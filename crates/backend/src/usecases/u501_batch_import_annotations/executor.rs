use super::{annotation_store::AnnotationStore, csv_parser, job_tracker::JobTracker};
use crate::shared::config::Config;
use anyhow::{bail, Result};
use contracts::usecases::u501_batch_import_annotations::{
    AnnotationQuota, BatchImportResponse, BatchImportStatusResponse, JobStatus,
};
use std::sync::Arc;
use std::time::Duration;
use uuid::Uuid;

pub use super::annotation_store::LIMIT_EXCEEDED_MESSAGE;

pub const EMPTY_FILE_MESSAGE: &str = "The CSV file is empty.";

#[derive(Debug, Clone)]
pub struct ExecutorSettings {
    pub billing_enabled: bool,
    pub quota_total: u64,
    pub processing_delay: Duration,
    /// Сколько хранить завершенные задачи для опроса статуса
    pub job_retention: Duration,
}

impl From<&Config> for ExecutorSettings {
    fn from(config: &Config) -> Self {
        Self {
            billing_enabled: config.annotation.billing_enabled,
            quota_total: config.annotation.quota_total,
            processing_delay: Duration::from_millis(config.import.processing_delay_ms),
            job_retention: Duration::from_secs(config.import.job_retention_secs),
        }
    }
}

/// Executor для UseCase пакетного импорта аннотаций
#[derive(Clone)]
pub struct BatchImportExecutor {
    tracker: Arc<JobTracker>,
    store: Arc<AnnotationStore>,
    settings: ExecutorSettings,
}

impl BatchImportExecutor {
    pub fn new(settings: ExecutorSettings) -> Self {
        Self {
            tracker: Arc::new(JobTracker::new()),
            store: Arc::new(AnnotationStore::new()),
            settings,
        }
    }

    pub fn store(&self) -> &AnnotationStore {
        &self.store
    }

    /// Текущее использование квоты приложения
    pub fn quota(&self, app_id: &str) -> AnnotationQuota {
        AnnotationQuota {
            billing_enabled: self.settings.billing_enabled,
            usage: self.store.count(app_id),
            total: self.settings.quota_total,
        }
    }

    /// Запустить импорт (создает async task и возвращает job_id)
    pub fn start_import(&self, app_id: &str, file_name: &str, data: Vec<u8>) -> BatchImportResponse {
        self.cleanup_finished_jobs();

        let job_id = Uuid::new_v4().to_string();
        self.tracker.create_job(job_id.clone(), app_id.to_string());
        tracing::info!(
            "Batch import job {} created for app {} ({}, {} bytes)",
            job_id,
            app_id,
            file_name,
            data.len()
        );

        let self_clone = self.clone();
        let job_id_clone = job_id.clone();
        let app_id_clone = app_id.to_string();

        tokio::spawn(async move {
            match self_clone.run_import(&job_id_clone, &app_id_clone, &data).await {
                Ok(imported) => {
                    tracing::info!("Batch import job {} completed: {} annotations", job_id_clone, imported);
                    self_clone.tracker.complete(&job_id_clone, imported);
                }
                Err(e) => {
                    tracing::error!("Batch import job {} failed: {:#}", job_id_clone, e);
                    self_clone.tracker.fail(&job_id_clone, format!("{:#}", e));
                }
            }
        });

        BatchImportResponse {
            job_id,
            job_status: JobStatus::Waiting,
        }
    }

    /// Получить статус задачи
    pub fn get_status(&self, app_id: &str, job_id: &str) -> Option<BatchImportStatusResponse> {
        self.tracker
            .get_for_app(app_id, job_id)
            .map(|job| job.to_response())
    }

    fn cleanup_finished_jobs(&self) {
        let max_age = chrono::Duration::from_std(self.settings.job_retention)
            .unwrap_or_else(|_| chrono::Duration::MAX);
        let removed = self.tracker.cleanup_finished(max_age);
        if removed > 0 {
            tracing::debug!("Removed {} finished batch import jobs", removed);
        }
    }

    async fn run_import(&self, job_id: &str, app_id: &str, data: &[u8]) -> Result<usize> {
        self.pause().await;
        self.tracker.set_processing(job_id);

        let drafts = csv_parser::parse_annotations(data)?;
        if drafts.is_empty() {
            bail!(EMPTY_FILE_MESSAGE);
        }

        self.pause().await;

        // Лимит проверяется в момент записи, а не до паузы
        let limit = self.settings.billing_enabled.then_some(self.settings.quota_total);
        self.store.append_within(app_id, drafts, limit)
    }

    async fn pause(&self) {
        if !self.settings.processing_delay.is_zero() {
            tokio::time::sleep(self.settings.processing_delay).await;
        }
    }
}
use crate::shared::notice::NoticeService;
use crate::usecases::u501_batch_import_annotations::BatchImportPage;
use leptos::prelude::*;

const DEFAULT_APP_ID: &str = "default";

/// Приложение из строки запроса (`?app_id=...`), значение декодируется
fn app_id_from_query(search: &str) -> String {
    search
        .trim_start_matches('?')
        .split('&')
        .filter_map(|pair| pair.split_once('='))
        .find(|(key, _)| *key == "app_id")
        .and_then(|(_, value)| {
            urlencoding::decode(&value.replace('+', " "))
                .ok()
                .map(|v| v.into_owned())
        })
        .filter(|value| !value.is_empty())
        .unwrap_or_else(|| DEFAULT_APP_ID.to_string())
}

fn app_id_from_location() -> String {
    let search = web_sys::window()
        .and_then(|w| w.location().search().ok())
        .unwrap_or_default();
    app_id_from_query(&search)
}

#[component]
pub fn App() -> impl IntoView {
    // Уведомления живут на уровне приложения
    provide_context(NoticeService::new());

    view! {
        <BatchImportPage app_id=app_id_from_location() />
    }
}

• • • • • • •

WHAT YOU HAVE TO DO
From the records above, copy out the line with "use crate::shared::notice::NoticeService;", the line with "#[component]", and every line between them, word for word.

TASK OUTPUT
use crate::shared::notice::NoticeService;
use crate::usecases::u501_batch_import_annotations::BatchImportPage;
use leptos::prelude::*;

const DEFAULT_APP_ID: &str = "default";

/// Приложение из строки запроса (`?app_id=...`), значение декодируется
fn app_id_from_query(search: &str) -> String {
    search
        .trim_start_matches('?')
        .split('&')
        .filter_map(|pair| pair.split_once('='))
        .find(|(key, _)| *key == "app_id")
        .and_then(|(_, value)| {
            urlencoding::decode(&value.replace('+', " "))
                .ok()
                .map(|v| v.into_owned())
        })
        .filter(|value| !value.is_empty())
        .unwrap_or_else(|| DEFAULT_APP_ID.to_string())
}

fn app_id_from_location() -> String {
    let search = web_sys::window()
        .and_then(|w| w.location().search().ok())
        .unwrap_or_default();
    app_id_from_query(&search)
}

#[component]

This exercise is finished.